When the defense thinks about MPNs, we generally view it through the lens of treatment. This makes sense since that is supposedly what the workers’ compensation system is all about – getting injured workers treatment that will restore them to their pre-injury condition and return them to work.
While the applicant is obtaining that treatment, sometimes we’ll see applicant’s attorneys become laser-focused on the issue of temporary disability prior to a MMI determination. This leads to the following questions: What impact, if any, is there when a non-MPN physician issues a report? Can the defense simply ignore the report since it was not issued by an MPN-physician? Can you terminate TD benefits for that reason as well?
The answer is a resounding “no.” While we cherish with all our hearts our MPNs, they are not sacrosanct. Simply because a report comes from a non-MPN physician does not mean it is worthless or inadmissible.
In fact, non-MPN physician issued reports are still admissible in most situations, and you cannot terminate TD benefits simply because the physician who issued it is not in the applicable MPN.
Although it has been a long eight years, let’s revisit the Supreme Court’s Valdez decision (Valdez v. Workers’ Comp. Appeals Bd. (2013) 57 Cal. 4th 1231), which came out right around the time that SB 863 was kicking into gear. This is important since one of the Labor Code sections at issue in that decision had been amended as part of SB 863.
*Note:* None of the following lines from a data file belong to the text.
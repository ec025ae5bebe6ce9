use crate::codec::body::chunked_encoder::ChunkedEncoder;
use crate::codec::body::length_encoder::LengthEncoder;
use crate::protocol::{PayloadItem, PayloadSize, SendError};
use bytes::{Buf, BytesMut};

use tokio_util::codec::Encoder;

/// Encodes response payloads according to the framing announced in the head.
#[derive(Debug, Clone, PartialEq, Eq)]
pub struct PayloadEncoder {
    kind: Kind,
}

#[derive(Debug, Clone, PartialEq, Eq)]
enum Kind {
    /// content-length payload
    Length(LengthEncoder),

    /// transfer-encoding chunked payload
    Chunked(ChunkedEncoder),

    /// raw bytes, the end of the payload is signalled by closing the connection
    CloseDelimited { eof: bool },

    /// have no body with the response
    NoBody,
}

impl PayloadEncoder {
    pub fn empty() -> Self {
        Self { kind: Kind::NoBody }
    }

    pub fn chunked() -> Self {
        Self { kind: Kind::Chunked(ChunkedEncoder::new()) }
    }

    pub fn fix_length(size: u64) -> Self {
        Self { kind: Kind::Length(LengthEncoder::new(size)) }
    }

    pub fn close_delimited() -> Self {
        Self { kind: Kind::CloseDelimited { eof: false } }
    }

    pub fn from_payload_size(payload_size: PayloadSize) -> Self {
        match payload_size {
            PayloadSize::Length(size) => Self::fix_length(size),
            PayloadSize::Chunked => Self::chunked(),
            PayloadSize::CloseDelimited => Self::close_delimited(),
            PayloadSize::Empty => Self::empty(),
        }
    }

    pub fn is_finish(&self) -> bool {
        match &self.kind {
            Kind::Length(encoder) => encoder.is_finish(),
            Kind::Chunked(encoder) => encoder.is_finish(),
            Kind::CloseDelimited { eof } => *eof,
            Kind::NoBody => true,
        }
    }
}

impl<D: Buf> Encoder<PayloadItem<D>> for PayloadEncoder {
    type Error = SendError;

    fn encode(&mut self, item: PayloadItem<D>, dst: &mut BytesMut) -> Result<(), Self::Error> {
        match &mut self.kind {
            Kind::Length(encoder) => encoder.encode(item, dst),
            Kind::Chunked(encoder) => encoder.encode(item, dst),
            Kind::CloseDelimited { eof } => {
                match item {
                    PayloadItem::Chunk(mut bytes) => {
                        while bytes.has_remaining() {
                            let chunk = bytes.chunk();
                            let len = chunk.len();
                            dst.extend_from_slice(chunk);
                            bytes.advance(len);
                        }
                    }
                    PayloadItem::Eof => *eof = true,
                }
                Ok(())
            }
            Kind::NoBody => Ok(()),
        }
    }
}
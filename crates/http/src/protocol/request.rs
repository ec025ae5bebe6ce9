//! HTTP request header handling.
//!
//! [`RequestHeader`] wraps `http::Request<()>` and adds the handful of queries the
//! connection state machine asks about a request: keep-alive, expectations and the
//! declared content type.

use std::str::FromStr;

use http::header::{self, Entry};
use http::request::Parts;
use http::{HeaderMap, HeaderName, HeaderValue, Method, Request, Uri, Version};
use mime::Mime;

use crate::protocol::ParseError;

/// Represents an HTTP request header.
#[derive(Debug)]
pub struct RequestHeader {
    inner: Request<()>,
}

impl AsRef<Request<()>> for RequestHeader {
    fn as_ref(&self) -> &Request<()> {
        &self.inner
    }
}

impl AsMut<Request<()>> for RequestHeader {
    fn as_mut(&mut self) -> &mut Request<()> {
        &mut self.inner
    }
}

impl RequestHeader {
    /// Consumes the header and returns the inner `Request<()>`.
    pub fn into_inner(self) -> Request<()> {
        self.inner
    }

    /// Attaches a body to this header, converting it into a full `Request<T>`.
    pub fn body<T>(self, body: T) -> Request<T> {
        self.inner.map(|_| body)
    }

    pub fn method(&self) -> &Method {
        self.inner.method()
    }

    pub fn uri(&self) -> &Uri {
        self.inner.uri()
    }

    pub fn version(&self) -> Version {
        self.inner.version()
    }

    pub fn headers(&self) -> &HeaderMap {
        self.inner.headers()
    }

    /// The request target path, without the query string.
    pub fn path(&self) -> &str {
        self.inner.uri().path()
    }

    /// The raw query string, empty when the target carries none.
    pub fn query(&self) -> &str {
        self.inner.uri().query().unwrap_or("")
    }

    /// Whether the client asked to keep the connection open after this request.
    ///
    /// HTTP/1.1 defaults to persistent connections unless `Connection: close` is sent,
    /// HTTP/1.0 only keeps the connection when `Connection: keep-alive` is sent.
    pub fn is_keep_alive(&self) -> bool {
        let has_token = |token: &str| {
            self.headers().get_all(header::CONNECTION).iter().any(|value| {
                value.to_str().is_ok_and(|v| v.split(',').any(|item| item.trim().eq_ignore_ascii_case(token)))
            })
        };

        match self.version() {
            Version::HTTP_11 => !has_token("close"),
            _ => has_token("keep-alive") && !has_token("close"),
        }
    }

    /// Whether the request carries `Expect: 100-continue`.
    pub fn expects_continue(&self) -> bool {
        self.headers()
            .get(header::EXPECT)
            .and_then(|value| value.to_str().ok())
            .is_some_and(|value| value.trim().eq_ignore_ascii_case("100-continue"))
    }

    /// The parsed `Content-Type`, if present and well formed.
    pub fn content_type(&self) -> Option<Mime> {
        self.headers().get(header::CONTENT_TYPE)?.to_str().ok()?.parse().ok()
    }

    /// Whether the body is a `multipart/form-data` payload.
    pub fn is_multipart_form(&self) -> bool {
        self.content_type()
            .is_some_and(|mime| mime.type_() == mime::MULTIPART && mime.subtype() == mime::FORM_DATA)
    }
}

impl From<Parts> for RequestHeader {
    #[inline]
    fn from(parts: Parts) -> Self {
        Self { inner: Request::from_parts(parts, ()) }
    }
}

impl From<Request<()>> for RequestHeader {
    #[inline]
    fn from(inner: Request<()>) -> Self {
        Self { inner }
    }
}

/// Converts a parsed HTTP request into a RequestHeader.
///
/// Header names are case-folded by `http::HeaderName`, and repeated header fields are
/// merged into a single comma separated value.
impl<'headers, 'buf> TryFrom<httparse::Request<'headers, 'buf>> for RequestHeader {
    type Error = ParseError;

    fn try_from(req: httparse::Request<'headers, 'buf>) -> Result<Self, Self::Error> {
        let method = req.method.ok_or(ParseError::InvalidMethod)?;
        let method = Method::from_bytes(method.as_bytes()).map_err(|_| ParseError::InvalidMethod)?;

        let path = req.path.ok_or(ParseError::InvalidUri)?;
        let uri = Uri::from_str(path).map_err(|_| ParseError::InvalidUri)?;

        let version = match req.version {
            Some(1) => Version::HTTP_11,
            Some(0) => Version::HTTP_10,
            other => return Err(ParseError::InvalidVersion(other)),
        };

        let mut headers: HeaderMap<HeaderValue> = HeaderMap::with_capacity(req.headers.len());
        for h in req.headers.iter() {
            let name = HeaderName::from_bytes(h.name.as_bytes()).map_err(ParseError::invalid_header)?;
            let value = HeaderValue::from_bytes(h.value).map_err(ParseError::invalid_header)?;

            match headers.entry(name) {
                Entry::Occupied(mut entry) => {
                    let mut joined = Vec::with_capacity(entry.get().len() + 2 + value.len());
                    joined.extend_from_slice(entry.get().as_bytes());
                    joined.extend_from_slice(b", ");
                    joined.extend_from_slice(value.as_bytes());
                    let joined = HeaderValue::from_bytes(&joined).map_err(ParseError::invalid_header)?;
                    entry.insert(joined);
                }
                Entry::Vacant(entry) => {
                    entry.insert(value);
                }
            }
        }

        let mut inner = Request::new(());
        *inner.method_mut() = method;
        *inner.uri_mut() = uri;
        *inner.version_mut() = version;
        *inner.headers_mut() = headers;

        Ok(RequestHeader { inner })
    }
}

#[cfg(test)]
mod tests {
    use std::mem::MaybeUninit;

    use http::{HeaderValue, Method, Version};
    use indoc::indoc;

    use super::*;

    fn parse(str: &str) -> RequestHeader {
        let mut parsed_req = httparse::Request::new(&mut []);
        let mut headers: [MaybeUninit<httparse::Header>; 16] = [const { MaybeUninit::uninit() }; 16];

        parsed_req.parse_with_uninit_headers(str.as_bytes(), &mut headers).unwrap();
        parsed_req.try_into().unwrap()
    }

    #[test]
    fn from_curl() {
        let str = indoc! {r##"
        GET /index.html HTTP/1.1
        Host: 127.0.0.1:8080
        User-Agent: curl/7.79.1
        Accept: */*

        "##};

        let header = parse(str);

        assert_eq!(header.method(), &Method::GET);
        assert_eq!(header.version(), Version::HTTP_11);
        assert_eq!(header.path(), "/index.html");
        assert_eq!(header.query(), "");
        assert_eq!(header.headers().len(), 3);
        assert_eq!(header.headers().get(http::header::ACCEPT), Some(&HeaderValue::from_static("*/*")));
        assert_eq!(header.headers().get(http::header::HOST), Some(&HeaderValue::from_static("127.0.0.1:8080")));
        assert!(header.is_keep_alive());
    }

    #[test]
    fn query_is_split_out() {
        let header = parse("GET /cgi-bin/env.py/extra?a=1&b=2 HTTP/1.1\r\n\r\n");

        assert_eq!(header.path(), "/cgi-bin/env.py/extra");
        assert_eq!(header.query(), "a=1&b=2");
    }

    #[test]
    fn duplicate_headers_are_joined() {
        let str = indoc! {r##"
        GET / HTTP/1.1
        Host: localhost
        X-Trace: a
        x-trace: b

        "##};

        let header = parse(str);

        assert_eq!(header.headers().get("x-trace"), Some(&HeaderValue::from_static("a, b")));
        assert_eq!(header.headers().get_all("x-trace").iter().count(), 1);
    }

    #[test]
    fn keep_alive_defaults() {
        assert!(!parse("GET / HTTP/1.0\r\n\r\n").is_keep_alive());
        assert!(parse("GET / HTTP/1.0\r\nConnection: Keep-Alive\r\n\r\n").is_keep_alive());
        assert!(!parse("GET / HTTP/1.1\r\nConnection: close\r\n\r\n").is_keep_alive());
        assert!(parse("GET / HTTP/1.1\r\nConnection: upgrade, keep-alive\r\n\r\n").is_keep_alive());
    }

    #[test]
    fn expect_and_content_type() {
        let str = indoc! {r##"
        POST /upload HTTP/1.1
        Host: localhost
        Expect: 100-continue
        Content-Type: multipart/form-data; boundary=----abc

        "##};

        let header = parse(str);

        assert!(header.expects_continue());
        assert!(header.is_multipart_form());
        assert_eq!(header.content_type().and_then(|m| m.get_param(mime::BOUNDARY).map(|b| b.to_string())), Some("----abc".to_string()));
    }
}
I’m talking about Labor Code Section 4605. The key takeaway from this section is that a report procured by an injured worker at their own expense cannot be the sole basis for an award. Nothing in this section indicates that said reports are inadmissible or carry no weight.
THE ISSUES IN VALDEZ
The primary battle in the Valdez decision was whether or not a report that Applicant self-procured through a non-MPN physician was admissible in proceedings regarding TD benefits.
The defense argued that Labor Code Section 4616.6 barred the admission of such reports. However, that section indicates that “[n]o additional examinations shall be ordered by the appeals board and no other reports shall be admissible [sic] to resolve any controversy arising out of this article.” [Emphasis added.] The Supreme Court clarified that Labor Code Section 4616.6 is limited to matters arising during the IMR process set out in article 2.3, and further noted that Article 2.3 does not address disability benefits.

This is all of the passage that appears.